*EXERCISE INSTRUCTIONS*
Whenever a line of the entries below holds the string "ErrorKind", copy that line and return it.

*DATA SHOWN*

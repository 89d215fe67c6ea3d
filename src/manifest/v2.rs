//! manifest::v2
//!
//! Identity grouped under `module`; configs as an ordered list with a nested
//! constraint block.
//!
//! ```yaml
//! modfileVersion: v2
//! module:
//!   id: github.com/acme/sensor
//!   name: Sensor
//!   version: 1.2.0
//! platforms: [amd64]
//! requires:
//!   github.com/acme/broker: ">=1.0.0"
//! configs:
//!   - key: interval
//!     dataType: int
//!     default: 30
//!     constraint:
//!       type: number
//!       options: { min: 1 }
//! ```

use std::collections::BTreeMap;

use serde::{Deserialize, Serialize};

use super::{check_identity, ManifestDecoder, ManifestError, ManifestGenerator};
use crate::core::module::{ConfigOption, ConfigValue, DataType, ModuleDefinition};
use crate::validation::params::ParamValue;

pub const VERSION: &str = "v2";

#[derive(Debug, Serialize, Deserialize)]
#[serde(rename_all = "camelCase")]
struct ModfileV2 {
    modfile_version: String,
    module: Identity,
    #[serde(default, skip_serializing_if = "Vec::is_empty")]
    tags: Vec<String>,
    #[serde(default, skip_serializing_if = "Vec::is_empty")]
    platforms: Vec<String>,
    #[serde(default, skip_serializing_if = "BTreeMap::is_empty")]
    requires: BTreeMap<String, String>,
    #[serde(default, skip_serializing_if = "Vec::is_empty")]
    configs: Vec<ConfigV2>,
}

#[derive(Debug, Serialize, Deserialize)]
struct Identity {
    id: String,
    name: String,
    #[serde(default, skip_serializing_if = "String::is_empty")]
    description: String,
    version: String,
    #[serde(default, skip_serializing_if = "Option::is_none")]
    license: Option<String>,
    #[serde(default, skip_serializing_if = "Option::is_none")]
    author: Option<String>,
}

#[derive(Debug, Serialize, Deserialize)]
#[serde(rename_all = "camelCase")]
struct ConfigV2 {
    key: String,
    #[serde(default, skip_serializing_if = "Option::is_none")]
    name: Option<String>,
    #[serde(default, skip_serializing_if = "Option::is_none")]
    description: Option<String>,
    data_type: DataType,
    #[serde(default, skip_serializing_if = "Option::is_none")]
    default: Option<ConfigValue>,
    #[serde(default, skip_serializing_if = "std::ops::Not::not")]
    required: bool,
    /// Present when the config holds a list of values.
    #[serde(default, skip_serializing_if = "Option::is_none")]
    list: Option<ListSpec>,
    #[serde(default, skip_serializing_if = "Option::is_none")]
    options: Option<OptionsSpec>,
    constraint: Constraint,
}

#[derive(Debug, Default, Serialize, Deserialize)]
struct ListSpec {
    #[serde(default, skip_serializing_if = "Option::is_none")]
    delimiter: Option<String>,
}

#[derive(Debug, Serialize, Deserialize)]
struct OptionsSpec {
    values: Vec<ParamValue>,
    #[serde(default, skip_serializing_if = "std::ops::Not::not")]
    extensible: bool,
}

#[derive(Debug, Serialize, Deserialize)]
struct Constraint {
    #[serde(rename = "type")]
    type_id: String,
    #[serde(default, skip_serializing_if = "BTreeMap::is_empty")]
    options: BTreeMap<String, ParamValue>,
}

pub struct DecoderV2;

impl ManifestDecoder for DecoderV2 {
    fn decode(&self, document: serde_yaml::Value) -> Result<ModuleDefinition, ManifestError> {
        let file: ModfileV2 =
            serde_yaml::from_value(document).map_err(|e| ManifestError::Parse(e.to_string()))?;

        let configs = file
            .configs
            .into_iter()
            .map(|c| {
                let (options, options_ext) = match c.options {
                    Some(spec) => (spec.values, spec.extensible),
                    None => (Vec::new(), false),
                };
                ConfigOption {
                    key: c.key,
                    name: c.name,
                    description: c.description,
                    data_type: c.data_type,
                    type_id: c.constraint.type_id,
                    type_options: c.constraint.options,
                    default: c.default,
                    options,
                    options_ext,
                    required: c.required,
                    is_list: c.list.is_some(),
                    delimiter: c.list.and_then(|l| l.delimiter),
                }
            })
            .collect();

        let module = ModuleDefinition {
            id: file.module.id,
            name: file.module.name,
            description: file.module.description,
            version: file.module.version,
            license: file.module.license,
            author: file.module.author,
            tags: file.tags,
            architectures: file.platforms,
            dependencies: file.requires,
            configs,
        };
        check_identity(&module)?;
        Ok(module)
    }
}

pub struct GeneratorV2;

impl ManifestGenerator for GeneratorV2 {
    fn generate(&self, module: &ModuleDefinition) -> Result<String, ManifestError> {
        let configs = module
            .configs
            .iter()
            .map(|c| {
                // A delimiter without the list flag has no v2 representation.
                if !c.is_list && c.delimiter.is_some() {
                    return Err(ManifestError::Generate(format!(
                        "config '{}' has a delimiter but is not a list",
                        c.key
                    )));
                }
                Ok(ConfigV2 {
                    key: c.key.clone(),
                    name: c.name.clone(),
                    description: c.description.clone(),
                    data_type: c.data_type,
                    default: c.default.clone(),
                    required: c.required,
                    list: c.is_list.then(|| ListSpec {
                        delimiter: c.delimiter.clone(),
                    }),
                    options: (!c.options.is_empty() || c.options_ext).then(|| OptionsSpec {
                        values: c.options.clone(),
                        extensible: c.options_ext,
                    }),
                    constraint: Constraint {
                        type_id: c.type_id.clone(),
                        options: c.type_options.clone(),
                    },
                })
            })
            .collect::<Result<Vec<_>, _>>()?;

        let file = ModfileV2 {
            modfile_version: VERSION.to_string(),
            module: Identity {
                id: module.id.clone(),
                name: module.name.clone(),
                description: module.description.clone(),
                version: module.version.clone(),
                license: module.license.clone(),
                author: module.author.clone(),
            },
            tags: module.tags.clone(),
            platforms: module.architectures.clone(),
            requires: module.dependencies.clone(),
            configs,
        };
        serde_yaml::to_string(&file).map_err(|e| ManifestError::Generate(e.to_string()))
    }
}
* * *
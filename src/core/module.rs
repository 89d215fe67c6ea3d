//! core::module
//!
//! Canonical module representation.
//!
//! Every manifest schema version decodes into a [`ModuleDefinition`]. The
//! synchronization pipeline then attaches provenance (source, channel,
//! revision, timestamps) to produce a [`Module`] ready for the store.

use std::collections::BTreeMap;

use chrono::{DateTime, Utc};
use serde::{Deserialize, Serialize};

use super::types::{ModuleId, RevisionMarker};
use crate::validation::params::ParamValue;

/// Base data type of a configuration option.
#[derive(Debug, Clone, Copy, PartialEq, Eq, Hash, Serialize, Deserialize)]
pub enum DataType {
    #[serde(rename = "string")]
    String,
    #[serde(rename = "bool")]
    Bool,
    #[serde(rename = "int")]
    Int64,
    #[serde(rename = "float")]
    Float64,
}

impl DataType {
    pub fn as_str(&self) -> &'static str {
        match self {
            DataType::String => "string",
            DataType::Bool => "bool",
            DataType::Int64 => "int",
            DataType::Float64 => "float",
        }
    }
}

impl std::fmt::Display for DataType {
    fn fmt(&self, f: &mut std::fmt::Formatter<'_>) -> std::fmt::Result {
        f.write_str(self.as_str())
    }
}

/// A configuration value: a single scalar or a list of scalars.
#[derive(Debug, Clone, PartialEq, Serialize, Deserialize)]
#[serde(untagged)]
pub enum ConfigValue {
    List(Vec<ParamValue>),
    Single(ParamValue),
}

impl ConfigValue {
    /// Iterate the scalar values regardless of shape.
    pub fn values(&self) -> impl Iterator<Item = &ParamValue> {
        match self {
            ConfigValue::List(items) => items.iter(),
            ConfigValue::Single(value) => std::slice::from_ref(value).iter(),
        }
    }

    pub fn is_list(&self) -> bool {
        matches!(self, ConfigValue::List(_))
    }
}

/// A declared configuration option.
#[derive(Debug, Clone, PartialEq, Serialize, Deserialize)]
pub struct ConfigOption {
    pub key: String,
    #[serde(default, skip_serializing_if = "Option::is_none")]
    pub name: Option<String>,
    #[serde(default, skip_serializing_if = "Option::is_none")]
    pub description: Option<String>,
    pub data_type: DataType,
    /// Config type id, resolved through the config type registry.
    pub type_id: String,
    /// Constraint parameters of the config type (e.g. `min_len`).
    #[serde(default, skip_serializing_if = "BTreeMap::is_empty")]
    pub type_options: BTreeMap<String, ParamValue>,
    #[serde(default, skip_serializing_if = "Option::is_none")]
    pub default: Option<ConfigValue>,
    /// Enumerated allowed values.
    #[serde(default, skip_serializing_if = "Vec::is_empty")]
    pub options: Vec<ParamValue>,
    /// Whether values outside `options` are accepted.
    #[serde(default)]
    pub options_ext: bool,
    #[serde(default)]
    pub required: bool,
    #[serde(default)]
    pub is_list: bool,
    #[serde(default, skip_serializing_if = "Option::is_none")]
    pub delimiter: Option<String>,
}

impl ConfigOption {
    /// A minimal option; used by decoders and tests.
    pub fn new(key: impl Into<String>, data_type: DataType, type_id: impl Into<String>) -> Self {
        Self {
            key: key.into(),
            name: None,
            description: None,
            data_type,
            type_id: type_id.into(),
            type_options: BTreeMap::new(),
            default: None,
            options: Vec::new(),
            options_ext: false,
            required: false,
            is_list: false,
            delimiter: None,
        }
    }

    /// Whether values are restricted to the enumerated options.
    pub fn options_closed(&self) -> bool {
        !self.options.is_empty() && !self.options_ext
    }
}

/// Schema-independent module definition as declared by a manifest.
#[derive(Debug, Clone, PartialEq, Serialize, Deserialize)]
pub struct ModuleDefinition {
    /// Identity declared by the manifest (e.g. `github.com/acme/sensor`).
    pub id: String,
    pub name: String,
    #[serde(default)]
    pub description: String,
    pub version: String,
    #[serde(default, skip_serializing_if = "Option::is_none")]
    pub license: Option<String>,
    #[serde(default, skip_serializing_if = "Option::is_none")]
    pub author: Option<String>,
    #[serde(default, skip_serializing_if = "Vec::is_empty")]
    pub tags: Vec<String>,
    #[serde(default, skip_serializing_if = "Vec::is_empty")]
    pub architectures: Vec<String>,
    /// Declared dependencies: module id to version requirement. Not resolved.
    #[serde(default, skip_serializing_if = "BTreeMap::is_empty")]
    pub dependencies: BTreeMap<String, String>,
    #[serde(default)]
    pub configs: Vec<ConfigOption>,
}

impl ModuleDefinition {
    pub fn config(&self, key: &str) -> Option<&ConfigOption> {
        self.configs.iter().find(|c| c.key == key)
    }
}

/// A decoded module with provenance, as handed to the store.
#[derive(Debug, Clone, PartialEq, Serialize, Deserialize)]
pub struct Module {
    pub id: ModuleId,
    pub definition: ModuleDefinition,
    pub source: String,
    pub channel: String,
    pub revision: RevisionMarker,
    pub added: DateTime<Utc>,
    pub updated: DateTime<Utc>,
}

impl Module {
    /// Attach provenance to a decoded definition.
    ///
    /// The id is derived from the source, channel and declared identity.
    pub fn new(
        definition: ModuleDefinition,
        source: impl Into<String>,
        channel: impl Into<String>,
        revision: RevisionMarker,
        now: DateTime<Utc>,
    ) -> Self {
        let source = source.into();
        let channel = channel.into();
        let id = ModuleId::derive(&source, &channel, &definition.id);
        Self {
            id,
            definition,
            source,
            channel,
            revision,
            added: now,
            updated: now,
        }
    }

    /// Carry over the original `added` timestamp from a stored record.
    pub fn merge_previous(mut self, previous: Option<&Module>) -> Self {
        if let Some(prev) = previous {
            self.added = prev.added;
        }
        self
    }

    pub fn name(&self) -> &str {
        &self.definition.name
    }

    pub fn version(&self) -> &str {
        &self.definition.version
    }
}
---
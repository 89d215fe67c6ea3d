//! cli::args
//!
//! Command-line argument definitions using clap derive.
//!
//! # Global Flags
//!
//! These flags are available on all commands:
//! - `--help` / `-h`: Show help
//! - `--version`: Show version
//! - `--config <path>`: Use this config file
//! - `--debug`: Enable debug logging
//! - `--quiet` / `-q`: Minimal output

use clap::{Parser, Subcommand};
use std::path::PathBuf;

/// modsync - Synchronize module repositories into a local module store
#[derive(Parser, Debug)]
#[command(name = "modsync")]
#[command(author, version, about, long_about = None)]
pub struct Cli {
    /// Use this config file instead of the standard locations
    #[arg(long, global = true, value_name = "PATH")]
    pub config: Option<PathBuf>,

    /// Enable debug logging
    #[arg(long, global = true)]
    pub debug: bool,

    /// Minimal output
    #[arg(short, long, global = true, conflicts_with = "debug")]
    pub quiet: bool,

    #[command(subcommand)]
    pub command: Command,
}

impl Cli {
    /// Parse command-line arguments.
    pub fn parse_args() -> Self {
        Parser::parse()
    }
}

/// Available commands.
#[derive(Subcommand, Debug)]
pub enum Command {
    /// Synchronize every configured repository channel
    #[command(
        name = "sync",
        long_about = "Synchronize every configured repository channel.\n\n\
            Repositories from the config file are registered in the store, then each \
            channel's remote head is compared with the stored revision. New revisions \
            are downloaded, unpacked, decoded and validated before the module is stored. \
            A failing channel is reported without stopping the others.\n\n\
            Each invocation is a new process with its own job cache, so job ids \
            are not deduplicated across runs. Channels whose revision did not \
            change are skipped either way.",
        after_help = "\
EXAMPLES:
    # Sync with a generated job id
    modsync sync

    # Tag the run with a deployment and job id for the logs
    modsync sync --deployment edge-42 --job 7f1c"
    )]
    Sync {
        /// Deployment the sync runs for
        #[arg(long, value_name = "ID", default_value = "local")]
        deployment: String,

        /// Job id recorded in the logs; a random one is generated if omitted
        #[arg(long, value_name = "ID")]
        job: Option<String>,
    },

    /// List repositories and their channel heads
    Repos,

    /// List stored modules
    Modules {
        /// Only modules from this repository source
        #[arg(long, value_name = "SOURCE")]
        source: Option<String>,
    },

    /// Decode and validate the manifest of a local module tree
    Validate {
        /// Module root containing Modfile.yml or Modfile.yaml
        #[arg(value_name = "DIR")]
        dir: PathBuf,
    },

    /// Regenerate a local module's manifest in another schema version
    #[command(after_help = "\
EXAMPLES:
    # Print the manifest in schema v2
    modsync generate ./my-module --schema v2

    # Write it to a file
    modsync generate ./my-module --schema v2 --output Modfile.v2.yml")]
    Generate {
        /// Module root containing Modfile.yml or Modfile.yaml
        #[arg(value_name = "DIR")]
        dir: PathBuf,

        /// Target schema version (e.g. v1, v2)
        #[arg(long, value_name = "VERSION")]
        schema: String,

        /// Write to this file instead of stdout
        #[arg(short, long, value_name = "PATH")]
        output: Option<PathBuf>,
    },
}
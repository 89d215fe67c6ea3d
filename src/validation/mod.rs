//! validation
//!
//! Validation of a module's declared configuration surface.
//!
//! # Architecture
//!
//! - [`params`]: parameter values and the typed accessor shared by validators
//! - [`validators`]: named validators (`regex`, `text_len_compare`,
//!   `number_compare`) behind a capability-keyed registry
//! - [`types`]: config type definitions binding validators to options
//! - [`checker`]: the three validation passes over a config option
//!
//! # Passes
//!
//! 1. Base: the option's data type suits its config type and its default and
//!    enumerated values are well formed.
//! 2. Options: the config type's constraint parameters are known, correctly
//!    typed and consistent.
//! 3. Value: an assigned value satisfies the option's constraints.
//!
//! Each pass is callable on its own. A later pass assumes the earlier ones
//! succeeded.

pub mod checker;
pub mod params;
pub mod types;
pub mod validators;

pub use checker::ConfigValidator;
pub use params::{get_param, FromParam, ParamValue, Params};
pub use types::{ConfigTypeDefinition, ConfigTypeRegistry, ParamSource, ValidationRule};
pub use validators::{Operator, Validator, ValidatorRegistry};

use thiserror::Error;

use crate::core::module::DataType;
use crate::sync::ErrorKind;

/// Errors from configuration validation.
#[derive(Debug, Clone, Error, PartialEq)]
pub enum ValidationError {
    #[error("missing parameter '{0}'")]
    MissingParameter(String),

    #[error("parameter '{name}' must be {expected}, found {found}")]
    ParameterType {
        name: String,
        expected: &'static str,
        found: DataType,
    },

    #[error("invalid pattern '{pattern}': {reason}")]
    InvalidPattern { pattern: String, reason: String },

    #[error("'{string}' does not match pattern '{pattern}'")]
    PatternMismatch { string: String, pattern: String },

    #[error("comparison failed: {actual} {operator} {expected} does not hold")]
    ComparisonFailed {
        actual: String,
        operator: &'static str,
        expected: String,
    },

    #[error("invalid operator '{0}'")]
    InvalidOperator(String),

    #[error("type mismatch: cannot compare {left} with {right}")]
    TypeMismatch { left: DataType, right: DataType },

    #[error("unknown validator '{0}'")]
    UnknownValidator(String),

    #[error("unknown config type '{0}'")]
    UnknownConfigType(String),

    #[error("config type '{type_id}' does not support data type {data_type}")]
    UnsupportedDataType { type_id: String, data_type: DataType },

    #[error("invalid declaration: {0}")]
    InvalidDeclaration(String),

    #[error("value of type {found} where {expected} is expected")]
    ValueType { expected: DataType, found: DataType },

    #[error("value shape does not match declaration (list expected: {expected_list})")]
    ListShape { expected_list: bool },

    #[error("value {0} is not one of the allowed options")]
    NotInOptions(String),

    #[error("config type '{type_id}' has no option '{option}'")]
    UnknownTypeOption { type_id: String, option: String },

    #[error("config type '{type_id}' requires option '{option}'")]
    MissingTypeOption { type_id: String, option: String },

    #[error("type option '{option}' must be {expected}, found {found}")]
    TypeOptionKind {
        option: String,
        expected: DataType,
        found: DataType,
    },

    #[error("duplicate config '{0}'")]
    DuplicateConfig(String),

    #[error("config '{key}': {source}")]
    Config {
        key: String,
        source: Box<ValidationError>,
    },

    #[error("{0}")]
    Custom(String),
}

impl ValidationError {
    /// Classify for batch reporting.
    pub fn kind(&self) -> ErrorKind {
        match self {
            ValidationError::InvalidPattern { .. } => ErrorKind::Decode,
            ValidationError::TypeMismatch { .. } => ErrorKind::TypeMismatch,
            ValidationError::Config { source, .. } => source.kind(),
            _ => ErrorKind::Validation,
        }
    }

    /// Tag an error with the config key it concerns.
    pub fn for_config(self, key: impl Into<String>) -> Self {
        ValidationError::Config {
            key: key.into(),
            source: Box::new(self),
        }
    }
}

*SOLUTION TO THIS PROBLEM*
use crate::sync::ErrorKind;
    pub fn kind(&self) -> ErrorKind {
            ValidationError::InvalidPattern { .. } => ErrorKind::Decode,
            ValidationError::TypeMismatch { .. } => ErrorKind::TypeMismatch,
            _ => ErrorKind::Validation,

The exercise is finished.